Have you ever chopped spicy peppers and been left with that maddening burning finger sensation? Or perhaps you’ve accidentally scorched your skin with some acidic chemical? Well, if you were a naked mole-rat, you would have been completely unfazed by such incidents. These animals lack a neurotransmitter called substance P, which is responsible for relaying pain signals to the brain when the skin makes contact with such irritants. For humans, this wouldn’t be such a fabulous adaptation. The presence of pain is often useful. For instance, it functions as a gentle reminder to take your hand out of that jar of undiluted sulfuric acid. But the world of mole rats is different than ours. The narrow underground environment they inhabit is low on oxygen and high on carbon dioxide (that stuff mammals exhale as a byproduct of breathing), which is converted to an acid when it makes contact with skin. If naked mole-rats had not evolved their inability to feel this type of pain, they would suffer the rather impractical sensation of constant skin soreness.
Age before beauty
The common rat (the kind you don’t want scrabbling through your attic) can live four years, if it’s lucky. And yet naked mole-rats can survive as long as 30 years, which is highly unusual for such a small animal (in general, bigger mammals live longer than small ones). And it’s not like they’re slow to reach maturity either. Naked mole-rat pups are put to work on the family farm at the young age of four weeks. Despite toiling their whole lives in poorly-ventilated environments, these pale rodents don’t easily succumb to diseases associated with aging, particularly cancer, which has yet to be seen in the species despite decades of scrutiny. With the genome sequenced, scientists hope to get some insight into these rodents’ disease resistance. They can now examine DNA repair mechanisms and the genes associated with them in the naked mole-rat and compare these to the ones in their shorter-lived cousins.
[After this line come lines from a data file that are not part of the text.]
// File: src/config.rs
//! Configuration for lexicon compilation and the on-disk data layout.
//!
//! Every path is derived from an explicit `data_dir`, never from the process
//! working directory.

use crate::core::types::GrammaticalCategory;
use crate::error::ConfigError;
use crate::retention::{RetentionMode, RetentionRule};
use serde::{Deserialize, Serialize};
use std::fs;
use std::path::{Path, PathBuf};

/// Default root of all downloaded and compiled data.
pub const DEFAULT_DATA_DIR: &str = "data";

/// Words seen this many times or fewer are dropped.
pub const DEFAULT_MIN_COUNT: u64 = 3;

#[derive(Debug, Clone, PartialEq, Serialize, Deserialize)]
#[serde(default)]
pub struct LexiconConfig {
    pub data_dir: PathBuf,
    pub min_count: u64,
    /// Drop words whose first character is uppercase (proper nouns, sentence starts).
    pub drop_capitalized: bool,
    pub mode: RetentionMode,
}

impl Default for LexiconConfig {
    fn default() -> Self {
        Self {
            data_dir: PathBuf::from(DEFAULT_DATA_DIR),
            min_count: DEFAULT_MIN_COUNT,
            drop_capitalized: true,
            mode: RetentionMode::default(),
        }
    }
}

impl LexiconConfig {
    /// Loads a TOML config. Missing keys take their defaults.
    pub fn load(path: &Path) -> Result<Self, ConfigError> {
        let raw = fs::read_to_string(path)
            .map_err(|source| ConfigError::Read { path: path.to_path_buf(), source })?;
        Ok(toml::from_str(&raw)?)
    }

    pub fn with_data_dir(data_dir: impl Into<PathBuf>) -> Self {
        Self { data_dir: data_dir.into(), ..Self::default() }
    }

    pub fn retention_rule(&self) -> RetentionRule {
        RetentionRule::new(self.min_count, self.drop_capitalized)
    }

    pub fn layout(&self) -> DataLayout {
        DataLayout::new(&self.data_dir)
    }
}

/// Resolves every persisted file under one data root.
#[derive(Debug, Clone, PartialEq, Eq)]
pub struct DataLayout {
    root: PathBuf,
}

impl DataLayout {
    pub fn new(root: impl Into<PathBuf>) -> Self {
        Self { root: root.into() }
    }

    pub fn root(&self) -> &Path {
        &self.root
    }

    pub fn wikipedia_file(&self, identifier: &str) -> PathBuf {
        self.root.join("wikipedia").join(format!("{}.txt", identifier))
    }

    /// Sanitized article text; spaces in the title become underscores.
    pub fn wikipedia_source(&self, title: &str) -> PathBuf {
        self.root
            .join("wikipedia/source")
            .join(format!("{}.txt", title.replace(' ', "_")))
    }

    pub fn gutenberg_source(&self, bookid: &str) -> PathBuf {
        self.root.join("gutenberg/source").join(format!("{}.txt", bookid))
    }

    pub fn gutenberg_meta(&self, bookid: &str) -> PathBuf {
        self.root.join("gutenberg/meta").join(format!("{}.json", bookid))
    }

    pub fn clean_dir(&self) -> PathBuf {
        self.root.join("gutenberg/clean")
    }

    pub fn clean_list(&self, name: &str) -> PathBuf {
        self.clean_dir().join(format!("{}.txt", name))
    }

    pub fn lexicon_dir(&self, name: &str) -> PathBuf {
        self.root.join("lexicon").join(name)
    }

    pub fn word_list(&self, name: &str, category: GrammaticalCategory) -> PathBuf {
        self.lexicon_dir(name).join(format!("{}.txt", category.as_str()))
    }

    pub fn counts_snapshot(&self, name: &str) -> PathBuf {
        self.lexicon_dir(name).join("counts.bin")
    }
}
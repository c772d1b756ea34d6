// File: src/retention.rs
use crate::core::types::FrequencyTable;
use serde::{Deserialize, Serialize};

/// How the retention rule interacts with the running frequency tables.
#[derive(Debug, Clone, Copy, PartialEq, Eq, Default, Serialize, Deserialize)]
#[serde(rename_all = "kebab-case")]
pub enum RetentionMode {
    /// Running tables keep every count; only the persisted view is filtered.
    /// The final lists equal merging the whole corpus and filtering once.
    #[default]
    Cumulative,
    /// Rejected words are evicted from the running table after every merge,
    /// so a word can be lost before later documents lift it over the threshold.
    EvictEachStep,
}

/// Drops capitalized words and words seen `min_count` times or fewer.
#[derive(Debug, Clone, Copy, PartialEq, Eq)]
pub struct RetentionRule {
    pub min_count: u64,
    pub drop_capitalized: bool,
}

impl Default for RetentionRule {
    fn default() -> Self {
        Self { min_count: 3, drop_capitalized: true }
    }
}

impl RetentionRule {
    pub fn new(min_count: u64, drop_capitalized: bool) -> Self {
        Self { min_count, drop_capitalized }
    }

    pub fn keeps(&self, word: &str, count: u64) -> bool {
        if self.drop_capitalized && word.chars().next().is_some_and(char::is_uppercase) {
            return false;
        }
        count > self.min_count
    }

    /// Removes rejected words from `table` in place.
    pub fn apply(&self, table: &mut FrequencyTable) {
        table.retain(|word, count| self.keeps(word, count));
    }

    /// Copy of `table` holding only the surviving words.
    pub fn surviving(&self, table: &FrequencyTable) -> FrequencyTable {
        table
            .iter()
            .filter(|&(word, count)| self.keeps(word, count))
            .collect()
    }
}
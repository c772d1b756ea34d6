// File: src/core/tagger.rs
use crate::core::types::{FrequencyTable, GrammaticalCategory};
use crate::error::TaggingError;

/// Result of tagging one block of text: a frequency table per category.
#[derive(Debug, Clone, Default)]
pub struct TaggedText {
    tables: [FrequencyTable; 5],
}

impl TaggedText {
    pub fn new() -> Self {
        Self::default()
    }

    pub fn record(&mut self, category: GrammaticalCategory, word: &str) {
        self.tables[category.index()].add(word, 1);
    }

    pub fn insert_table(&mut self, category: GrammaticalCategory, table: FrequencyTable) {
        self.tables[category.index()] = table;
    }

    pub fn frequencies(&self, category: GrammaticalCategory) -> &FrequencyTable {
        &self.tables[category.index()]
    }
}

/// A part-of-speech tagging backend.
pub trait Tagger {
    fn tag(&self, text: &str) -> Result<TaggedText, TaggingError>;
}

impl<T: Tagger + ?Sized> Tagger for &T {
    fn tag(&self, text: &str) -> Result<TaggedText, TaggingError> {
        (**self).tag(text)
    }
}

const DETERMINERS: &[&str] = &[
    "the", "a", "an", "this", "that", "these", "those", "his", "her", "its", "their", "my",
    "your", "our",
];

const INTENSIFIERS: &[&str] = &["very", "too", "so", "quite", "rather", "extremely"];

const STOP_WORDS: &[&str] = &[
    "the", "a", "an", "and", "or", "but", "of", "to", "in", "on", "at", "by", "for", "with",
    "from", "is", "was", "are", "were", "be", "been", "he", "she", "it", "they", "we", "i",
    "you", "him", "them", "not", "no", "than", "as", "which", "who", "what",
];

const ADVERBS: &[&str] = &[
    "very", "often", "never", "always", "soon", "quite", "almost", "again", "here", "there",
    "now", "then", "seldom", "perhaps", "already", "still", "yet", "only", "rather", "too",
];

const LY_NON_ADVERBS: &[&str] = &[
    "family", "early", "holy", "ugly", "lonely", "friendly", "lovely", "silly", "fly", "july",
    "italy", "belly", "jelly", "reply", "supply", "rally", "ally", "bully", "lily", "daily",
];

const COMPARATIVES: &[&str] = &["better", "worse", "more", "less", "fewer"];
const SUPERLATIVES: &[&str] = &["best", "worst", "most", "least"];

const EST_NON_SUPERLATIVES: &[&str] = &[
    "interest", "forest", "honest", "request", "west", "test", "rest", "nest", "guest", "chest",
    "quest", "protest", "harvest", "modest", "earnest", "contest", "arrest", "invest",
    "suggest", "manifest", "conquest", "priest",
];

const ADJECTIVE_SUFFIXES: &[&str] = &["ous", "ful", "ive", "able", "ible", "less", "ish", "ic", "al"];
const NOUN_SUFFIXES: &[&str] = &["tion", "sion", "ment", "ness", "ity", "ship", "ism", "hood"];

/// Heuristic English tagger built from closed word classes and suffix rules.
///
/// This is a stand-in so the pipeline runs without an external tagger, not a
/// real part-of-speech model. A statistical backend (for example one built on
/// `nlprule`) plugs in through the same [`Tagger`] trait.
///
/// It tags each token with at most one category. Rules are checked from the
/// most specific (superlatives) to the least (nouns).
#[derive(Debug, Clone, Default)]
pub struct RuleTagger;

impl RuleTagger {
    pub fn new() -> Self {
        Self
    }

    fn categorize(&self, word: &str, prev: Option<&str>, next: Option<&str>) -> Option<GrammaticalCategory> {
        let lower = word.to_lowercase();
        let lower = lower.as_str();
        let len = lower.chars().count();

        if SUPERLATIVES.contains(&lower)
            || (lower.ends_with("est") && len >= 6 && !EST_NON_SUPERLATIVES.contains(&lower))
        {
            return Some(GrammaticalCategory::Superlative);
        }

        let before_than = next.is_some_and(|n| n.eq_ignore_ascii_case("than"));
        if COMPARATIVES.contains(&lower) || (before_than && lower.ends_with("er") && len >= 4) {
            return Some(GrammaticalCategory::Comparative);
        }

        if ADVERBS.contains(&lower)
            || (lower.ends_with("ly") && len >= 5 && !LY_NON_ADVERBS.contains(&lower))
        {
            return Some(GrammaticalCategory::Adverb);
        }

        if STOP_WORDS.contains(&lower) {
            return None;
        }

        let after_intensifier = prev.is_some_and(|p| INTENSIFIERS.contains(&p.to_lowercase().as_str()));
        if after_intensifier || has_suffix(lower, ADJECTIVE_SUFFIXES) {
            return Some(GrammaticalCategory::Adjective);
        }

        let after_determiner = prev.is_some_and(|p| DETERMINERS.contains(&p.to_lowercase().as_str()));
        if after_determiner || has_suffix(lower, NOUN_SUFFIXES) {
            return Some(GrammaticalCategory::Noun);
        }

        None
    }
}

impl Tagger for RuleTagger {
    fn tag(&self, text: &str) -> Result<TaggedText, TaggingError> {
        let tokens = tokenize(text);
        if tokens.is_empty() {
            return Err(TaggingError::EmptyText);
        }

        let mut tagged = TaggedText::new();
        for (i, &word) in tokens.iter().enumerate() {
            let prev = i.checked_sub(1).map(|p| tokens[p]);
            let next = tokens.get(i + 1).copied();
            if let Some(category) = self.categorize(word, prev, next) {
                tagged.record(category, word);
            }
        }
        Ok(tagged)
    }
}

/// Requires a stem of at least three characters in front of the suffix.
fn has_suffix(word: &str, suffixes: &[&str]) -> bool {
    suffixes
        .iter()
        .any(|s| word.len() >= s.len() + 3 && word.ends_with(s))
}

/// Splits on anything that is not a letter. Apostrophes and hyphens between
/// letters stay inside the word.
pub fn tokenize(text: &str) -> Vec<&str> {
    let mut tokens = Vec::new();
    let mut start: Option<usize> = None;
    let mut chars = text.char_indices().peekable();

    while let Some((i, c)) = chars.next() {
        let joiner = (c == '\'' || c == '-')
            && start.is_some()
            && chars.peek().is_some_and(|&(_, n)| n.is_alphabetic());
        if c.is_alphabetic() || joiner {
            start.get_or_insert(i);
        } else if let Some(s) = start.take() {
            tokens.push(&text[s..i]);
        }
    }
    if let Some(s) = start {
        tokens.push(&text[s..]);
    }
    tokens
}

#[cfg(test)]
mod tests {
    use super::*;

    #[test]
    fn test_tokenize_keeps_inner_apostrophes_and_hyphens() {
        let tokens = tokenize("The well-known sailor's ship -- sank, 1851!");
        assert_eq!(tokens, vec!["The", "well-known", "sailor's", "ship", "sank"]);
    }

    #[test]
    fn test_empty_text_is_a_tagging_error() {
        let tagger = RuleTagger::new();
        assert!(matches!(tagger.tag(""), Err(TaggingError::EmptyText)));
        assert!(matches!(tagger.tag(" 42 -- ... "), Err(TaggingError::EmptyText)));
    }

    #[test]
    fn test_rule_tagger_buckets() {
        let tagger = RuleTagger::new();
        let tagged = tagger
            .tag("She quickly ran. The ship was bigger than the boat and the greatest of all. It was very calm and dangerous. Quickly!")
            .unwrap();

        let adverbs = tagged.frequencies(GrammaticalCategory::Adverb);
        assert_eq!(adverbs.get("quickly"), Some(1));
        assert_eq!(adverbs.get("Quickly"), Some(1));

        let comparatives = tagged.frequencies(GrammaticalCategory::Comparative);
        assert_eq!(comparatives.get("bigger"), Some(1));

        let superlatives = tagged.frequencies(GrammaticalCategory::Superlative);
        assert_eq!(superlatives.get("greatest"), Some(1));

        let adjectives = tagged.frequencies(GrammaticalCategory::Adjective);
        assert_eq!(adjectives.get("calm"), Some(1));
        assert_eq!(adjectives.get("dangerous"), Some(1));

        let nouns = tagged.frequencies(GrammaticalCategory::Noun);
        assert_eq!(nouns.get("ship"), Some(1));
        assert_eq!(nouns.get("boat"), Some(1));
        assert!(!nouns.contains("greatest"));
    }

    #[test]
    fn test_est_exceptions_are_not_superlatives() {
        let tagged = RuleTagger::new().tag("an honest interest in the forest").unwrap();
        assert!(tagged.frequencies(GrammaticalCategory::Superlative).is_empty());
        assert_eq!(tagged.frequencies(GrammaticalCategory::Noun).get("forest"), Some(1));
    }
}
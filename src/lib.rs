// src/lib.rs

pub mod config;
pub mod core;
pub mod error;
pub mod persistence;
pub mod plot;
pub mod retention;
pub mod source;

pub use crate::config::{DataLayout, LexiconConfig};
pub use crate::core::corpus::Corpus;
pub use crate::core::document::{classify, Document};
pub use crate::core::lexicon::{CompileReport, Lexicon, LexiconCompiler};
pub use crate::core::tagger::{RuleTagger, TaggedText, Tagger};
pub use crate::core::types::{FrequencyTable, GrammaticalCategory};
pub use crate::error::{CorpusError, LexiconError, SourceError, TaggingError};
pub use crate::retention::{RetentionMode, RetentionRule};
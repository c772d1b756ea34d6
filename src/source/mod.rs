// File: src/source/mod.rs
//! Downloaders that populate the data directory from remote content sources.
//!
//! The remote services sit behind the [`wikipedia::ArticleSource`] and
//! [`gutenberg::BookRepository`] traits; this module only decides what gets
//! written where.
//!
//! No network client ships with this crate: callers supply their own
//! `ArticleSource` and `BookRepository` implementations (HTTP, a local mirror,
//! a test double) and hand them to `WikipediaArticle` and `GutenbergLibrary`.

pub mod gutenberg;
pub mod wikipedia;

pub use gutenberg::{BookMeta, BookRepository, GutenbergLibrary, LibraryCredentials, RepoRef};
pub use wikipedia::{extract_links, Article, ArticleSource, WikipediaArticle};
impl AsmEmitter {
    fn emit_function(&mut self, lir: &LIR, index: usize) -> Result<String, CodeGenError> {
        self.out.clear();
        self.slots.clear();
        self.offset = -16;
        self.func_index = index;

        if !lir.texts.is_empty() {
            writeln!(self.out, "\t.section .rodata")?;
            for t in &lir.texts {
                match t.kind {
                    TextKind::Str => {
                        writeln!(self.out, ".T_{}:\t.string \"{}\"", t.id, escape_asm_string(&t.data))?
                    }
                    TextKind::Float => writeln!(self.out, ".T_{}:\t.quad 0x{}", t.id, t.data)?,
                }
            }
            writeln!(self.out, "\t.text")?;
        }

        writeln!(self.out, "\t.globl {}", lir.name)?;
        writeln!(self.out, "{}:", lir.name)?;
        writeln!(self.out, "\tpushq %rbp")?;
        writeln!(self.out, "\tmovq %rsp, %rbp")?;
        writeln!(self.out, "\tsubq $FRAME_SIZE, %rsp")?;

        for (&block, insts) in &lir.blocks {
            writeln!(self.out, ".F{}_L{}:", self.func_index, block)?;
            for inst in insts {
                self.emit_inst(inst)?;
            }
        }

        let frame = round_up_16(self.offset.abs());
        Ok(self.out.replace("FRAME_SIZE", &frame.to_string()))
    }

    // ----- operand rendering -----

    /// Stack slot of a virtual register, allocated on first sight.
    fn slot(&mut self, r: &Register) -> String {
        let off = match self.slots.get(&r.index) {
            Some(&off) => off,
            None => {
                let off = self.offset;
                self.offset -= 8;
                self.slots.insert(r.index, off);
                off
            }
        };
        format!("{}(%rbp)", off)
    }

    fn reg(&mut self, r: &Register) -> String {
        if r.virt {
            self.slot(r)
        } else {
            format!("%{}", r.name)
        }
    }

    /// Render an addressing-mode operand. Virtual base/index registers are
    /// loaded into caller-save scratch first so the final expression names
    /// only physical registers.
    fn addr(
        &mut self,
        base: &Register,
        index: &Register,
        scale: u32,
        disp: i64,
    ) -> Result<String, CodeGenError> {
        let base_name = if base.virt {
            let slot = self.slot(base);
            writeln!(self.out, "\tmovq {}, %rax", slot)?;
            "rax".to_string()
        } else {
            base.name.to_string()
        };
        if index.is_none() {
            return Ok(if disp == 0 {
                format!("(%{})", base_name)
            } else {
                format!("{}(%{})", disp, base_name)
            });
        }
        let index_name = if index.virt {
            let slot = self.slot(index);
            if index.ty.width() == 8 {
                writeln!(self.out, "\tmovq {}, %rcx", slot)?;
            } else {
                writeln!(self.out, "\tmovl {}, %ecx", slot)?;
                // AT&T wants matching widths for base and index; the
                // self-move clears the upper half so %rcx is usable
                writeln!(self.out, "\tmovl %ecx, %ecx")?;
            }
            "rcx".to_string()
        } else {
            regs::gpr(index.index as usize, LIRType::QWord).name.to_string()
        };
        Ok(if disp == 0 {
            format!("(%{}, %{}, {})", base_name, index_name, scale)
        } else {
            format!("{}(%{}, %{}, {})", disp, base_name, index_name, scale)
        })
    }

    fn label(&self, l: &str) -> String {
        format!(".F{}_{}", self.func_index, l)
    }

    fn suffix(ty: LIRType) -> &'static str {
        match ty {
            LIRType::Byte => "b",
            LIRType::Word => "w",
            LIRType::DWord => "l",
            LIRType::QWord | LIRType::Void => "q",
            LIRType::Vector16S => "ss",
            LIRType::Vector16D => "sd",
        }
    }

    fn scratch_gpr(ty: LIRType) -> Register {
        regs::gpr(10, ty)
    }

    fn scratch_xmm(ty: LIRType) -> Register {
        regs::xmm(15, ty)
    }

    fn line(&mut self, text: String, comment: &str) -> Result<(), CodeGenError> {
        if comment.is_empty() {
            writeln!(self.out, "\t{}", text)?;
        } else {
            writeln!(self.out, "\t{}\t# {}", text, comment)?;
        }
        Ok(())
    }

    // ----- instructions -----

    fn emit_inst(&mut self, inst: &Inst) -> Result<(), CodeGenError> {
        match inst.op {
            LIROp::Mov => self.emit_mov(inst),
            LIROp::Add | LIROp::Sub | LIROp::Mul | LIROp::And | LIROp::Or | LIROp::Xor => {
                let base = match inst.op {
                    LIROp::Add => "add",
                    LIROp::Sub => "sub",
                    LIROp::Mul => {
                        if inst.result.ty().is_vector() {
                            "mul"
                        } else {
                            "imul"
                        }
                    }
                    LIROp::And => "and",
                    LIROp::Or => "or",
                    LIROp::Xor => "xor",
                    _ => unreachable!(),
                };
                self.emit_binop(base, inst)
            }
            LIROp::Div => self.emit_div(inst),
            LIROp::Not => {
                let ty = inst.result.ty();
                let dst = self.render_plain(&inst.result)?;
                self.line(format!("not{} {}", Self::suffix(ty), dst), &inst.comment)
            }
            LIROp::LShift | LIROp::RShift => {
                let base = if inst.op == LIROp::LShift { "sal" } else { "sar" };
                let ty = inst.result.ty();
                let dst = self.render_plain(&inst.result)?;
                self.line(
                    format!("{}{} %cl, {}", base, Self::suffix(ty), dst),
                    &inst.comment,
                )
            }
            LIROp::CmpLT
            | LIROp::CmpLE
            | LIROp::CmpGT
            | LIROp::CmpGE
            | LIROp::CmpEQ
            | LIROp::CmpNE => self.emit_cmp(inst),
            LIROp::Test => {
                let ty = inst.result.ty();
                let dst = self.render_plain(&inst.result)?;
                let src = self.render_plain(&inst.args[0])?;
                self.line(
                    format!("test{} {}, {}", Self::suffix(ty), src, dst),
                    &inst.comment,
                )
            }
            LIROp::Jmp | LIROp::Jle | LIROp::Jlt | LIROp::Jge | LIROp::Jgt | LIROp::Jeq
            | LIROp::Jne => {
                let mn = match inst.op {
                    LIROp::Jmp => "jmp",
                    LIROp::Jle => "jle",
                    LIROp::Jlt => "jl",
                    LIROp::Jge => "jge",
                    LIROp::Jgt => "jg",
                    LIROp::Jeq => "je",
                    LIROp::Jne => "jne",
                    _ => unreachable!(),
                };
                let Operand::Label(l) = &inst.result else {
                    return Err(CodeGenError::Logic("jump without a label".to_string()));
                };
                let target = self.label(l);
                self.line(format!("{} {}", mn, target), &inst.comment)
            }
            LIROp::Call => {
                let Operand::Symbol(name) = &inst.result else {
                    return Err(CodeGenError::Logic("call without a symbol".to_string()));
                };
                self.line(format!("call {}", name), &inst.comment)
            }
            LIROp::Ret => {
                self.line("addq $FRAME_SIZE, %rsp".to_string(), &inst.comment)?;
                self.line("popq %rbp".to_string(), "")?;
                self.line("ret".to_string(), "")
            }
        }
    }

    /// Render an operand that needs no scratch help: physical or virtual
    /// registers, immediates, labels, symbols, text references, addresses.
    fn render_plain(&mut self, op: &Operand) -> Result<String, CodeGenError> {
        Ok(match op {
            Operand::Reg(r) => self.reg(r),
            Operand::Imm { value, .. } => format!("${}", value),
            Operand::Offset(v) => format!("{}", v),
            Operand::Addr {
                base,
                index,
                scale,
                disp,
                ..
            } => self.addr(base, index, *scale, *disp)?,
            Operand::Label(l) => self.label(l),
            Operand::Symbol(s) => s.clone(),
            Operand::Text { kind, id, .. } => match kind {
                TextKind::Str => format!("$.T_{}", id),
                TextKind::Float => format!(".T_{}(%rip)", id),
            },
            Operand::None => {
                return Err(CodeGenError::Logic("rendering an absent operand".to_string()))
            }
        })
    }

    fn emit_mov(&mut self, inst: &Inst) -> Result<(), CodeGenError> {
        let dest = &inst.result;
        let src = &inst.args[0];
        let ty = if dest.ty() != LIRType::Void {
            dest.ty()
        } else {
            src.ty()
        };
        let sfx = Self::suffix(ty);

        if ty.is_vector() {
            if dest.is_memory() && src.is_memory() {
                let scratch = Self::scratch_xmm(ty);
                let s = self.render_plain(src)?;
                self.line(format!("mov{} {}, %{}", sfx, s, scratch.name), &inst.comment)?;
                let d = self.render_plain(dest)?;
                self.line(format!("mov{} %{}, {}", sfx, scratch.name, d), "")?;
            } else {
                let s = self.render_plain(src)?;
                let d = self.render_plain(dest)?;
                self.line(format!("mov{} {}, {}", sfx, s, d), &inst.comment)?;
            }
            return Ok(());
        }

        // wide immediates and string addresses cannot go straight to memory
        let needs_scratch = match src {
            Operand::Imm { value, .. } => dest.is_memory() && !fits_i32(*value),
            Operand::Text {
                kind: TextKind::Str,
                ..
            } => dest.is_memory(),
            _ => dest.is_memory() && src.is_memory(),
        };
        if needs_scratch {
            let wide = if matches!(src, Operand::Imm { .. } | Operand::Text { .. }) {
                LIRType::QWord
            } else {
                ty
            };
            let scratch = Self::scratch_gpr(wide);
            let s = self.render_plain(src)?;
            self.line(
                format!("mov{} {}, %{}", Self::suffix(wide), s, scratch.name),
                &inst.comment,
            )?;
            let scratch = Self::scratch_gpr(ty);
            let d = self.render_plain(dest)?;
            self.line(format!("mov{} %{}, {}", sfx, scratch.name, d), "")?;
        } else {
            let s = self.render_plain(src)?;
            let d = self.render_plain(dest)?;
            self.line(format!("mov{} {}, {}", sfx, s, d), &inst.comment)?;
        }
        Ok(())
    }

    /// Two-operand ALU op; a memory source goes through the scratch
    /// register so at most one operand touches memory.
    fn emit_binop(&mut self, base: &str, inst: &Inst) -> Result<(), CodeGenError> {
        let dest = &inst.result;
        let src = &inst.args[0];
        let ty = dest.ty();
        let sfx = Self::suffix(ty);
        if src.is_memory() {
            let (scratch, scratch_sfx) = if ty.is_vector() {
                (Self::scratch_xmm(ty).name, sfx)
            } else {
                (Self::scratch_gpr(ty).name, sfx)
            };
            let s = self.render_plain(src)?;
            self.line(
                format!("mov{} {}, %{}", scratch_sfx, s, scratch),
                &inst.comment,
            )?;
            let d = self.render_plain(dest)?;
            self.line(format!("{}{} %{}, {}", base, sfx, scratch, d), "")?;
        } else {
            let s = self.render_plain(src)?;
            let d = self.render_plain(dest)?;
            self.line(format!("{}{} {}, {}", base, sfx, s, d), &inst.comment)?;
        }
        Ok(())
    }

    /// Integer division: sign-extend the AX family, then `idiv`.
    /// Floating-point division is an ordinary two-operand `divss`/`divsd`.
    fn emit_div(&mut self, inst: &Inst) -> Result<(), CodeGenError> {
        if inst.result.ty().is_vector() {
            return self.emit_binop("div", inst);
        }
        let divisor = &inst.result;
        let ty = divisor.ty();
        let extend = match ty {
            LIRType::Byte => "cbtw",
            LIRType::Word => "cwtd",
            LIRType::DWord => "cltd",
            _ => "cqto",
        };
        self.line(extend.to_string(), &inst.comment)?;
        match divisor {
            Operand::Imm { .. } => {
                // idiv cannot take an immediate
                let scratch = Self::scratch_gpr(ty);
                let s = self.render_plain(divisor)?;
                self.line(format!("mov{} {}, %{}", Self::suffix(ty), s, scratch.name), "")?;
                self.line(format!("idiv{} %{}", Self::suffix(ty), scratch.name), "")
            }
            _ => {
                let d = self.render_plain(divisor)?;
                self.line(format!("idiv{} {}", Self::suffix(ty), d), "")
            }
        }
    }

    /// `cmp right, left` in AT&T operand order; materialize the flag via
    /// `set<cc>` into AL when the value is consumed beyond the branch.
    fn emit_cmp(&mut self, inst: &Inst) -> Result<(), CodeGenError> {
        let left = &inst.args[0];
        let right = &inst.args[1];
        let ty = left.ty();
        let sfx = Self::suffix(ty);
        match left {
            Operand::Imm { .. } => {
                // an immediate cannot sit in the destination slot of cmp
                let scratch = Self::scratch_gpr(ty);
                let l = self.render_plain(left)?;
                self.line(format!("mov{} {}, %{}", sfx, l, scratch.name), &inst.comment)?;
                let r = self.render_plain(right)?;
                self.line(format!("cmp{} {}, %{}", sfx, r, scratch.name), "")?;
            }
            _ => {
                if right.is_memory() && left.is_memory() {
                    let scratch = Self::scratch_gpr(ty);
                    let r = self.render_plain(right)?;
                    self.line(format!("mov{} {}, %{}", sfx, r, scratch.name), &inst.comment)?;
                    let l = self.render_plain(left)?;
                    self.line(format!("cmp{} %{}, {}", sfx, scratch.name, l), "")?;
                } else {
                    let r = self.render_plain(right)?;
                    let l = self.render_plain(left)?;
                    self.line(format!("cmp{} {}, {}", sfx, r, l), &inst.comment)?;
                }
            }
        }
        if let Operand::Reg(dest) = &inst.result {
            let cc = match inst.op {
                LIROp::CmpLT => "setl",
                LIROp::CmpLE => "setle",
                LIROp::CmpGT => "setg",
                LIROp::CmpGE => "setge",
                LIROp::CmpEQ => "sete",
                LIROp::CmpNE => "setne",
                _ => unreachable!("emit_cmp"),
            };
            self.line(format!("{} %al", cc), "")?;
            let width = dest.ty.width();
            if width > 1 {
                let wide = regs::gpr(0, dest.ty);
                self.line(
                    format!("movzb{} %al, %{}", Self::suffix(dest.ty), wide.name),
                    "",
                )?;
            }
            let ax = regs::gpr(0, dest.ty);
            let d = self.reg(dest);
            self.line(
                format!("mov{} %{}, {}", Self::suffix(dest.ty), ax.name, d),
                "",
            )?;
        }
        Ok(())
    }
}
The sequencing was done in collaboration with The Genome Analysis Centre (TGAC†) and the “rough draft” genome is available online to researchers wishing to have a go at discovering the naked mole-rats’ secret to success. They certainly aren’t getting by on their good looks.
* Since they consume the roots from underground, naked mole-rats can be a major problem to farmers of such vegetables.
† I’d just like to applaud the folks at TGAC for having an acronym composed of the four DNA nucleotide letters (even if they did sort of cheat by using “the” to yield one of the letters). Clever, clever.